Content starts

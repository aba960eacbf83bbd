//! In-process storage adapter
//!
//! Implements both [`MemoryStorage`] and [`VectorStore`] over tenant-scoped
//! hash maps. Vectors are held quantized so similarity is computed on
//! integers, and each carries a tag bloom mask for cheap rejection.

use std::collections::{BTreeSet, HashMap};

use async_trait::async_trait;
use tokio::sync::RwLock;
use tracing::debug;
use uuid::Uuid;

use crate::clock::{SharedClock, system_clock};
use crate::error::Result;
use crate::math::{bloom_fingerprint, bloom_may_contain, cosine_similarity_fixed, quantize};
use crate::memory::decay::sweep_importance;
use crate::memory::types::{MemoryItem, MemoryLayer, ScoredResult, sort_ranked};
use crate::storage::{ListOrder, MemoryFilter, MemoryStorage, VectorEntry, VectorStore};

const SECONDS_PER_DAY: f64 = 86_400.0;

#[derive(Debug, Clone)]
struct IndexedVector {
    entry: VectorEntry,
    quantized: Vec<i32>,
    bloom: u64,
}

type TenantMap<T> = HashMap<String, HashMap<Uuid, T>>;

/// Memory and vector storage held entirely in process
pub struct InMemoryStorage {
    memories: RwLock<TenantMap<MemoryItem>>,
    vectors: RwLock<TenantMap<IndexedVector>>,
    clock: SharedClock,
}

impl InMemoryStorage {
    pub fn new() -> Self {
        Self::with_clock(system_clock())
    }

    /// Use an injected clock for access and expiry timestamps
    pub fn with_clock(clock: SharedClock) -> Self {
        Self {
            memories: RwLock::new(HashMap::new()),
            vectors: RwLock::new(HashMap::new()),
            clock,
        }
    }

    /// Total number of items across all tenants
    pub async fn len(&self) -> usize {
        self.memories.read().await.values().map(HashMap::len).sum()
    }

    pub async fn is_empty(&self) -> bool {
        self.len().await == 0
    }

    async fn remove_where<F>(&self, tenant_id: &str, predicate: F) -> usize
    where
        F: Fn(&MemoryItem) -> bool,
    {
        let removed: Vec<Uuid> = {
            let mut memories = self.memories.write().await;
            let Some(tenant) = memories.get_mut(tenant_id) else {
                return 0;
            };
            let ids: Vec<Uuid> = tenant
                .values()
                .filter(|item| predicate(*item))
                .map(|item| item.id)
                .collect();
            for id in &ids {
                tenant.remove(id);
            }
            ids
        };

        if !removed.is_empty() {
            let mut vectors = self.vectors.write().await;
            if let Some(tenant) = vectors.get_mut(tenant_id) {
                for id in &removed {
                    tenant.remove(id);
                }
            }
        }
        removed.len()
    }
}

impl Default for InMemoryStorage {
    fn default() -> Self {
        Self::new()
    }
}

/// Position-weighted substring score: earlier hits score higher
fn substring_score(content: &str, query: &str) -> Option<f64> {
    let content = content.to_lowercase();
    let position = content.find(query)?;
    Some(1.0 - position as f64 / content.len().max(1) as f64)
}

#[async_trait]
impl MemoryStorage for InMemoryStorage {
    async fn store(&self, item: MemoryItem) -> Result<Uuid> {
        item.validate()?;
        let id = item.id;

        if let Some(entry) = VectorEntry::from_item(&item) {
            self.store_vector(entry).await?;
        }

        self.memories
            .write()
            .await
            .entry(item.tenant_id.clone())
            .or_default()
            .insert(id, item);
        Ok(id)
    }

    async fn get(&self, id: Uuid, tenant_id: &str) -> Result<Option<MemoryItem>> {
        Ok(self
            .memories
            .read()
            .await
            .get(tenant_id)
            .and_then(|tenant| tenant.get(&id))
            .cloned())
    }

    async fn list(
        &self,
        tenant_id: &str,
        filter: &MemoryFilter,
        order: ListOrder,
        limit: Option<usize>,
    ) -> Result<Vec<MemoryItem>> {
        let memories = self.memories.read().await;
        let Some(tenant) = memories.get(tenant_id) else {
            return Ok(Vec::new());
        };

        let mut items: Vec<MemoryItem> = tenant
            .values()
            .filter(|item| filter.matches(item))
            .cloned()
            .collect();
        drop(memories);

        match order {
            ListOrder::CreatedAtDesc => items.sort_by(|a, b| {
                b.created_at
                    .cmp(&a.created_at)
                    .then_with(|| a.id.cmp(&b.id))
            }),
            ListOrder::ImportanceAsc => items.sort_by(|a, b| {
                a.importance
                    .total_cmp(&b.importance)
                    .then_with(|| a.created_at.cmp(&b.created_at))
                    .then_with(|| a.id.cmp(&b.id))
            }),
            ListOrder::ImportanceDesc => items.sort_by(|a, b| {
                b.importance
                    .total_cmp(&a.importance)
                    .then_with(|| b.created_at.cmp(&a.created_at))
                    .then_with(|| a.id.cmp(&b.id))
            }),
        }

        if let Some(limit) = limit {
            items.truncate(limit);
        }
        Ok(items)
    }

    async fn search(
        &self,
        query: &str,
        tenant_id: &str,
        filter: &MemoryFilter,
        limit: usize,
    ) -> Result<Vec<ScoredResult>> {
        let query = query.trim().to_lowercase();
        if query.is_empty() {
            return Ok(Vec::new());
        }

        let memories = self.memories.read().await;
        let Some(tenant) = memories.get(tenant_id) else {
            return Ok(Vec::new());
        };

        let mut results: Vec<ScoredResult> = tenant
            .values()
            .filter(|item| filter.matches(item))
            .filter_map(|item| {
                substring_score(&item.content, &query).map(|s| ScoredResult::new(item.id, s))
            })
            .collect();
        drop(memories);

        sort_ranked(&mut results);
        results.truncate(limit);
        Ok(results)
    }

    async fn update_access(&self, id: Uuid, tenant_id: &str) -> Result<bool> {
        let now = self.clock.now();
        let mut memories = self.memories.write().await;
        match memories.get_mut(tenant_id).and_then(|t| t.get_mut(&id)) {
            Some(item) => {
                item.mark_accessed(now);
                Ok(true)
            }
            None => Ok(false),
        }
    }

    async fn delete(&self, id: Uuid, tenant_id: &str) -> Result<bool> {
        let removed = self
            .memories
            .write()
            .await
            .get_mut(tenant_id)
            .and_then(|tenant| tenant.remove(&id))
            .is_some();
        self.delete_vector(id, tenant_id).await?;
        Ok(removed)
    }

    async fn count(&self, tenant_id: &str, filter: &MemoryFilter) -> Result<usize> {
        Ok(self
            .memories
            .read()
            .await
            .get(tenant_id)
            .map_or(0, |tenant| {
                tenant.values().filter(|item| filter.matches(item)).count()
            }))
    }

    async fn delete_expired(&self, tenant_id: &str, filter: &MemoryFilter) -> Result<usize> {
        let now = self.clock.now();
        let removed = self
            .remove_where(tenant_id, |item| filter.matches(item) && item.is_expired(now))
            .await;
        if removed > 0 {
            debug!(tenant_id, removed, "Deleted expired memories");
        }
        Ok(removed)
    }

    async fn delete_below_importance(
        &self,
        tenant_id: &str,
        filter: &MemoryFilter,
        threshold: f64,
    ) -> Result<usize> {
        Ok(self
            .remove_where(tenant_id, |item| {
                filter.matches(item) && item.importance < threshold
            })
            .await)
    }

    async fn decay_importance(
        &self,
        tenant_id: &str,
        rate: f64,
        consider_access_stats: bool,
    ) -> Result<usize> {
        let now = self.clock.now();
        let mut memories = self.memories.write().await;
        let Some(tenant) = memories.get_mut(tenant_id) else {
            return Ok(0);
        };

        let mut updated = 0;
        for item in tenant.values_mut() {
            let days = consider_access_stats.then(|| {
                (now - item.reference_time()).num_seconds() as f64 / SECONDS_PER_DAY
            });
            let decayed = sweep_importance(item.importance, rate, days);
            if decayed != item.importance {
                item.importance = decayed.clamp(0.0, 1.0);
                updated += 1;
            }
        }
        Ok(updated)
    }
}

Content ends

» **EXERCISE INSTRUCTIONS**: Word for word, write out all of the data above.

» **YOUR RESPONSE**:
repository aba960eacbf83bbd
//! In-process storage adapter
//!
//! Implements both [`MemoryStorage`] and [`VectorStore`] over tenant-scoped
//! hash maps. Vectors are held quantized so similarity is computed on
//! integers, and each carries a tag bloom mask for cheap rejection.

use std::collections::{BTreeSet, HashMap};

use async_trait::async_trait;
use tokio::sync::RwLock;
use tracing::debug;
use uuid::Uuid;

use crate::clock::{SharedClock, system_clock};
use crate::error::Result;
use crate::math::{bloom_fingerprint, bloom_may_contain, cosine_similarity_fixed, quantize};
use crate::memory::decay::sweep_importance;
use crate::memory::types::{MemoryItem, MemoryLayer, ScoredResult, sort_ranked};
use crate::storage::{ListOrder, MemoryFilter, MemoryStorage, VectorEntry, VectorStore};

const SECONDS_PER_DAY: f64 = 86_400.0;

#[derive(Debug, Clone)]
struct IndexedVector {
    entry: VectorEntry,
    quantized: Vec<i32>,
    bloom: u64,
}

type TenantMap<T> = HashMap<String, HashMap<Uuid, T>>;

/// Memory and vector storage held entirely in process
pub struct InMemoryStorage {
    memories: RwLock<TenantMap<MemoryItem>>,
    vectors: RwLock<TenantMap<IndexedVector>>,
    clock: SharedClock,
}

impl InMemoryStorage {
    pub fn new() -> Self {
        Self::with_clock(system_clock())
    }

    /// Use an injected clock for access and expiry timestamps
    pub fn with_clock(clock: SharedClock) -> Self {
        Self {
            memories: RwLock::new(HashMap::new()),
            vectors: RwLock::new(HashMap::new()),
            clock,
        }
    }

    /// Total number of items across all tenants
    pub async fn len(&self) -> usize {
        self.memories.read().await.values().map(HashMap::len).sum()
    }

    pub async fn is_empty(&self) -> bool {
        self.len().await == 0
    }

    async fn remove_where<F>(&self, tenant_id: &str, predicate: F) -> usize
    where
        F: Fn(&MemoryItem) -> bool,
    {
        let removed: Vec<Uuid> = {
            let mut memories = self.memories.write().await;
            let Some(tenant) = memories.get_mut(tenant_id) else {
                return 0;
            };
            let ids: Vec<Uuid> = tenant
                .values()
                .filter(|item| predicate(*item))
                .map(|item| item.id)
                .collect();
            for id in &ids {
                tenant.remove(id);
            }
            ids
        };

        if !removed.is_empty() {
            let mut vectors = self.vectors.write().await;
            if let Some(tenant) = vectors.get_mut(tenant_id) {
                for id in &removed {
                    tenant.remove(id);
                }
            }
        }
        removed.len()
    }
}

impl Default for InMemoryStorage {
    fn default() -> Self {
        Self::new()
    }
}

/// Position-weighted substring score: earlier hits score higher
fn substring_score(content: &str, query: &str) -> Option<f64> {
    let content = content.to_lowercase();
    let position = content.find(query)?;
    Some(1.0 - position as f64 / content.len().max(1) as f64)
}

#[async_trait]
impl MemoryStorage for InMemoryStorage {
    async fn store(&self, item: MemoryItem) -> Result<Uuid> {
        item.validate()?;
        let id = item.id;

        if let Some(entry) = VectorEntry::from_item(&item) {
            self.store_vector(entry).await?;
        }

        self.memories
            .write()
            .await
            .entry(item.tenant_id.clone())
            .or_default()
            .insert(id, item);
        Ok(id)
    }

    async fn get(&self, id: Uuid, tenant_id: &str) -> Result<Option<MemoryItem>> {
        Ok(self
            .memories
            .read()
            .await
            .get(tenant_id)
            .and_then(|tenant| tenant.get(&id))
            .cloned())
    }

    async fn list(
        &self,
        tenant_id: &str,
        filter: &MemoryFilter,
        order: ListOrder,
        limit: Option<usize>,
    ) -> Result<Vec<MemoryItem>> {
        let memories = self.memories.read().await;
        let Some(tenant) = memories.get(tenant_id) else {
            return Ok(Vec::new());
        };

        let mut items: Vec<MemoryItem> = tenant
            .values()
            .filter(|item| filter.matches(item))
            .cloned()
            .collect();
        drop(memories);

        match order {
            ListOrder::CreatedAtDesc => items.sort_by(|a, b| {
                b.created_at
                    .cmp(&a.created_at)
                    .then_with(|| a.id.cmp(&b.id))
            }),
            ListOrder::ImportanceAsc => items.sort_by(|a, b| {
                a.importance
                    .total_cmp(&b.importance)
                    .then_with(|| a.created_at.cmp(&b.created_at))
                    .then_with(|| a.id.cmp(&b.id))
            }),
            ListOrder::ImportanceDesc => items.sort_by(|a, b| {
                b.importance
                    .total_cmp(&a.importance)
                    .then_with(|| b.created_at.cmp(&a.created_at))
                    .then_with(|| a.id.cmp(&b.id))
            }),
        }

        if let Some(limit) = limit {
            items.truncate(limit);
        }
        Ok(items)
    }

    async fn search(
        &self,
        query: &str,
        tenant_id: &str,
        filter: &MemoryFilter,
        limit: usize,
    ) -> Result<Vec<ScoredResult>> {
        let query = query.trim().to_lowercase();
        if query.is_empty() {
            return Ok(Vec::new());
        }

        let memories = self.memories.read().await;
        let Some(tenant) = memories.get(tenant_id) else {
            return Ok(Vec::new());
        };

        let mut results: Vec<ScoredResult> = tenant
            .values()
            .filter(|item| filter.matches(item))
            .filter_map(|item| {
                substring_score(&item.content, &query).map(|s| ScoredResult::new(item.id, s))
            })
            .collect();
        drop(memories);

        sort_ranked(&mut results);
        results.truncate(limit);
        Ok(results)
    }

    async fn update_access(&self, id: Uuid, tenant_id: &str) -> Result<bool> {
        let now = self.clock.now();
        let mut memories = self.memories.write().await;
        match memories.get_mut(tenant_id).and_then(|t| t.get_mut(&id)) {
            Some(item) => {
                item.mark_accessed(now);
                Ok(true)
            }
            None => Ok(false),
        }
    }

    async fn delete(&self, id: Uuid, tenant_id: &str) -> Result<bool> {
        let removed = self
            .memories
            .write()
            .await
            .get_mut(tenant_id)
            .and_then(|tenant| tenant.remove(&id))
            .is_some();
        self.delete_vector(id, tenant_id).await?;
        Ok(removed)
    }

    async fn count(&self, tenant_id: &str, filter: &MemoryFilter) -> Result<usize> {
        Ok(self
            .memories
            .read()
            .await
            .get(tenant_id)
            .map_or(0, |tenant| {
                tenant.values().filter(|item| filter.matches(item)).count()
            }))
    }

    async fn delete_expired(&self, tenant_id: &str, filter: &MemoryFilter) -> Result<usize> {
        let now = self.clock.now();
        let removed = self
            .remove_where(tenant_id, |item| filter.matches(item) && item.is_expired(now))
            .await;
        if removed > 0 {
            debug!(tenant_id, removed, "Deleted expired memories");
        }
        Ok(removed)
    }

    async fn delete_below_importance(
        &self,
        tenant_id: &str,
        filter: &MemoryFilter,
        threshold: f64,
    ) -> Result<usize> {
        Ok(self
            .remove_where(tenant_id, |item| {
                filter.matches(item) && item.importance < threshold
            })
            .await)
    }

    async fn decay_importance(
        &self,
        tenant_id: &str,
        rate: f64,
        consider_access_stats: bool,
    ) -> Result<usize> {
        let now = self.clock.now();
        let mut memories = self.memories.write().await;
        let Some(tenant) = memories.get_mut(tenant_id) else {
            return Ok(0);
        };

        let mut updated = 0;
        for item in tenant.values_mut() {
            let days = consider_access_stats.then(|| {
                (now - item.reference_time()).num_seconds() as f64 / SECONDS_PER_DAY
            });
            let decayed = sweep_importance(item.importance, rate, days);
            if decayed != item.importance {
                item.importance = decayed.clamp(0.0, 1.0);
                updated += 1;
            }
        }
        Ok(updated)
    }
}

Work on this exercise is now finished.